Todo el aire había sido expulsado de los pulmones de Pitt y éste jadeó, tratando de recobrar el aliento. La habitación empezó a hacerse confusa, mientras el dolor del pecho se convertía en angustia terrible. Oyó chillar a Jessie. Giordino gritó algo, pero no pudo distinguir las palabras. A pesar del dolor, su mente permanecía curiosamente despierta y clara. Se negaba a aceptar la muerte y concibió fríamente un plan sencillo para burlarla.

Tenía un brazo libre, mientras que el otro, que todavía agarraba el bate de béisbol, permanecía sujeto por la presa implacable de Gly. El negro telón empezaba a caer sobre sus ojos por última vez, y dándose cuenta de que sólo unos segundos le separaban de la muerte, realizó su última acción desesperada.

Levantó la mano izquierda hasta tenerla al nivel de la cara de Gly e introdujo todo el pulgar en el ojo de éste, apretando hacia dentro a través del cráneo y retrociéndolo para llegar hasta el cerebro.

El pasmo producido por el dolor atroz y por la incredulidad borró la expresión burlona del semblante de Gly. Las crueles facciones se torcieron en una máscara de angustia o, instintivamente, soltó a Pitt y se llevó las manos al ojo, atronando ei aire con un terrible grito.

A pesar de la gravísima herida, Gly se mantuvo en pie, dando vueltas por la habitación como un animal enloquecido. Pitt no podía creer que aquel monstruo estuviese todavía vivo; casi llegó a creer que Gly era indestructible…, hasta que un ruido ensordecedor ahogó los gritos de agonía.

Una, dos, tres veces, con un aplomo y una frialdad absolutos, Jessie apretó el gatillo de la pistola que había caído al suelo, apuntando al bajo vientre de Foss Gly. Las balas dieron en el blanco y el hombre se tambaleó y dio unos pasos atrás; después permaneció grotescamente en pie durante unos momentos, como una marioneta sostenida por los hilos. Por último, se derrumbó y se estrelló contra el suelo como un árbol talado de raíz. El único ojo seguía abierto, negro y maligno en la muerte, como lo había sido en vida.

56

El comandante Gus Hollyman volaba asustado. Piloto de carrera de la Fuerza Aérea, con casi treinta mil horas de vuelo, sentía agudas punzadas de duda, y la duda era uno de los peores enemigos del piloto. La falta de confianza en uno mismo, en su avión o en los hombres de tierra podía resultar mortal.

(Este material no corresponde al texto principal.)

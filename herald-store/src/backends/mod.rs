mod memory;
mod sqlite;

pub use memory::MemoryMessageStore;
pub use sqlite::SqliteMessageStore;
//! Equation text parsing
//!
//! The grammar lives in `equation.pest`; this module folds the parse pairs
//! into an [`Expr`] tree.  The parser is written so that rendering a freshly
//! parsed serializer string reproduces it exactly, which pins down one
//! subtle choice: where a negation's parentheses live.  A `-(…)` that opens
//! an expression owns its parentheses (`Negate(e)`), while a `-(…)` that
//! follows a binary operator keeps the group visible (`Negate(Brackets(e))`).
//! The distinction is what the simplifier's collapse rules key off.

// pest_derive generates the public `Rule` enum without documentation
#![allow(missing_docs)]

use crate::expr::{BinaryOp, Equation, Expr, Formula};
use crate::Error;
use pest::iterators::Pair;
use pest::Parser as _;
use pest_derive::Parser;

/// pest parser for the equation grammar
#[derive(Parser)]
#[grammar = "equation.pest"]
struct EquationParser;

/// Whether a subexpression opens its enclosing expression or follows a
/// binary operator
#[derive(Copy, Clone, Debug, Eq, PartialEq)]
enum Position {
    /// Start of an equation side, bracket group, or function argument
    Head,
    /// Anywhere after a binary operator
    Operand,
}

impl Formula {
    /// Parses a textual equation, e.g. `"y / 4 = x * (x + 2)"`
    ///
    /// Exactly one `=` is required.  A failure reports the offending text
    /// alongside the grammar diagnostics.
    pub fn parse(text: &str) -> Result<Formula, Error> {
        let mut pairs =
            EquationParser::parse(Rule::equation, text).map_err(|source| Error::Parse {
                text: text.to_owned(),
                source: Box::new(source),
            })?;
        let mut sides = pairs.next().expect("grammar yields one equation").into_inner();
        let lhs = build_expr(sides.next().expect("grammar yields a left side"));
        let rhs = build_expr(sides.next().expect("grammar yields a right side"));
        Ok(Formula::new(Equation::new(lhs, rhs)))
    }
}

fn build_expr(pair: Pair<Rule>) -> Expr {
    debug_assert_eq!(pair.as_rule(), Rule::expr);
    let mut inner = pair.into_inner();
    let mut acc = build_additive(inner.next().expect("expr has a first term"), Position::Head);
    while let Some(name) = inner.next() {
        let rhs = inner.next().expect("infix function has a right operand");
        acc = Expr::double(
            name.as_str(),
            acc,
            build_additive(rhs, Position::Operand),
            true,
        );
    }
    acc
}

fn build_additive(pair: Pair<Rule>, position: Position) -> Expr {
    let mut inner = pair.into_inner();
    let mut acc = build_multiplicative(inner.next().expect("additive has a first term"), position);
    while let Some(op) = inner.next() {
        let op = match op.as_str() {
            "+" => BinaryOp::Add,
            "-" => BinaryOp::Sub,
            other => unreachable!("additive operator {other:?}"),
        };
        let rhs = inner.next().expect("binary operator has a right operand");
        acc = Expr::binary(op, acc, build_multiplicative(rhs, Position::Operand));
    }
    acc
}

fn build_multiplicative(pair: Pair<Rule>, position: Position) -> Expr {
    let mut inner = pair.into_inner();
    let mut acc = build_power(inner.next().expect("multiplicative has a first term"), position);
    while let Some(op) = inner.next() {
        let op = match op.as_str() {
            "*" => BinaryOp::Mul,
            "/" => BinaryOp::Div,
            "%" => BinaryOp::Mod,
            other => unreachable!("multiplicative operator {other:?}"),
        };
        let rhs = inner.next().expect("binary operator has a right operand");
        acc = Expr::binary(op, acc, build_power(rhs, Position::Operand));
    }
    acc
}

/// `^` chains fold right-associatively
fn build_power(pair: Pair<Rule>, position: Position) -> Expr {
    let mut operands: Vec<Expr> = Vec::new();
    for (i, item) in pair
        .into_inner()
        .filter(|p| p.as_rule() != Rule::pow_op)
        .enumerate()
    {
        let position = if i == 0 { position } else { Position::Operand };
        operands.push(build_unary(item, position));
    }
    let mut acc = operands.pop().expect("power has a last operand");
    while let Some(lhs) = operands.pop() {
        acc = Expr::binary(BinaryOp::Pow, lhs, acc);
    }
    acc
}

fn build_unary(pair: Pair<Rule>, position: Position) -> Expr {
    let inner = pair.into_inner().next().expect("unary wraps one node");
    match inner.as_rule() {
        Rule::negate => {
            let expr = build_expr(inner.into_inner().next().expect("negate wraps an expr"));
            match position {
                Position::Head => Expr::negate(expr),
                Position::Operand => Expr::negate(Expr::brackets(expr)),
            }
        }
        Rule::primary => build_primary(inner),
        rule => unreachable!("unary node {rule:?}"),
    }
}

fn build_primary(pair: Pair<Rule>) -> Expr {
    let inner = pair.into_inner().next().expect("primary wraps one node");
    match inner.as_rule() {
        Rule::number => {
            let value = inner
                .as_str()
                .parse()
                .expect("grammar only admits float syntax");
            Expr::constant(value)
        }
        Rule::variable => {
            let letter = inner.as_str().chars().next().expect("variable is a letter");
            Expr::var(letter)
        }
        Rule::brackets => Expr::brackets(build_expr(
            inner.into_inner().next().expect("brackets wrap an expr"),
        )),
        Rule::call => {
            let mut parts = inner.into_inner();
            let name = parts.next().expect("call has a name");
            let first = build_expr(parts.next().expect("call has an argument"));
            match parts.next() {
                Some(second) => Expr::double(name.as_str(), first, build_expr(second), false),
                None => Expr::single(name.as_str(), first),
            }
        }
        rule => unreachable!("primary node {rule:?}"),
    }
}

#[cfg(test)]
mod test {
    use super::*;

    /// Hand-written equations that must render back byte for byte
    const ROUND_TRIP: &[&str] = &[
        "y = x + 2",
        "y / 4 = x * (x + 2)",
        "Y = X",
        "-(42 + 55.75) = X / 16.25",
        "-(-(42 + 55.75)) = X",
        "1 - -(-(42 + 55.75)) = X",
        "-(-(-(42 + 55.75) - -(-(T + Y - X ^ T)))) = X / 16.25",
        "42 Expm1 55.75 = X",
        "42 % T = X",
        "2 ^ X ^ 2 = Y",
        "Sin(T) = Atan2(X, Y)",
        "t = y ^ 2 + x ^ 2",
        "Tan(x) - Cos(y) = Pow(x, 2)",
        "1 Max 2 Max 3 = X",
    ];

    #[test]
    fn round_trip_corpus() {
        for text in ROUND_TRIP {
            let formula = Formula::parse(text).unwrap();
            assert_eq!(formula.to_string(), *text);
        }
    }

    #[test]
    fn rendering_is_a_fixed_point() {
        // Inputs with loose spacing or redundant case normalize in one step.
        for text in ["y=x+2", "  Y  =  X  ", "SIN(t) = x"] {
            let once = Formula::parse(text).unwrap().to_string();
            let twice = Formula::parse(&once).unwrap().to_string();
            assert_eq!(once, twice);
        }
    }

    #[test]
    fn precedence_shapes_the_tree() {
        let formula = Formula::parse("1 + 2 * 3 = x").unwrap();
        let equation = formula.equation().unwrap();
        assert_eq!(
            equation.lhs,
            Expr::binary(
                BinaryOp::Add,
                Expr::constant(1.0),
                Expr::binary(BinaryOp::Mul, Expr::constant(2.0), Expr::constant(3.0)),
            )
        );

        let formula = Formula::parse("2 ^ 3 ^ 2 = x").unwrap();
        let equation = formula.equation().unwrap();
        assert_eq!(
            equation.lhs,
            Expr::binary(
                BinaryOp::Pow,
                Expr::constant(2.0),
                Expr::binary(BinaryOp::Pow, Expr::constant(3.0), Expr::constant(2.0)),
            )
        );
    }

    #[test]
    fn negation_position_decides_bracket_ownership() {
        let head = Formula::parse("-(x + 1) = y").unwrap();
        assert_eq!(
            head.equation().unwrap().lhs,
            Expr::negate(Expr::binary(
                BinaryOp::Add,
                Expr::var('x'),
                Expr::constant(1.0)
            ))
        );

        let operand = Formula::parse("2 - -(x + 1) = y").unwrap();
        assert_eq!(
            operand.equation().unwrap().lhs,
            Expr::binary(
                BinaryOp::Sub,
                Expr::constant(2.0),
                Expr::negate(Expr::brackets(Expr::binary(
                    BinaryOp::Add,
                    Expr::var('x'),
                    Expr::constant(1.0)
                ))),
            )
        );
    }

    #[test]
    fn variables_are_never_function_names() {
        let formula = Formula::parse("42 Expm1 T = X").unwrap();
        assert_eq!(
            formula.equation().unwrap().lhs,
            Expr::double("Expm1", Expr::constant(42.0), Expr::var('T'), true)
        );

        // `t` must not be swallowed as an infix function name
        assert!(Formula::parse("1 t 2 = x").is_err());
    }

    #[test]
    fn malformed_input_reports_the_text() {
        for text in ["", "y = ", "y = x = 2", "y + 2", "y = 1.", "y = .5", "y = -x"] {
            match Formula::parse(text) {
                Err(Error::Parse { text: reported, .. }) => assert_eq!(reported, text),
                other => panic!("expected parse error for {text:?}, got {other:?}"),
            }
        }
    }
}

No podía creer que su misión de derribar la nave espacial Gettysburg fuese algo más que un estrafalario ejercicio proyectado por algún concienzudo general aficionado a los juegos de guerra rebuscados. Una simulación, se dijo por décima vez; tenía que ser una simulación a la que se pondría fin en el último minuto.

Hollyman contempló las estrellas a través de la cubierta de cristal del avión de combate nocturno F-15E y se preguntó si podría obedecer la orden de destruir la nave espacial y a todos los que iban en ella.

Miró los instrumentos que resplandecían en el panel que tenía delante. Su altitud era de poco más de quince mil metros. Faltaban menos de tres minutos para que se encontrase con la nave espacial en rápido descenso y tuviese que disparar un misil Modoc dirigido por radar. Repasó automáticamente la acción en su mente, esperando que no pasaría de un suceso imaginario.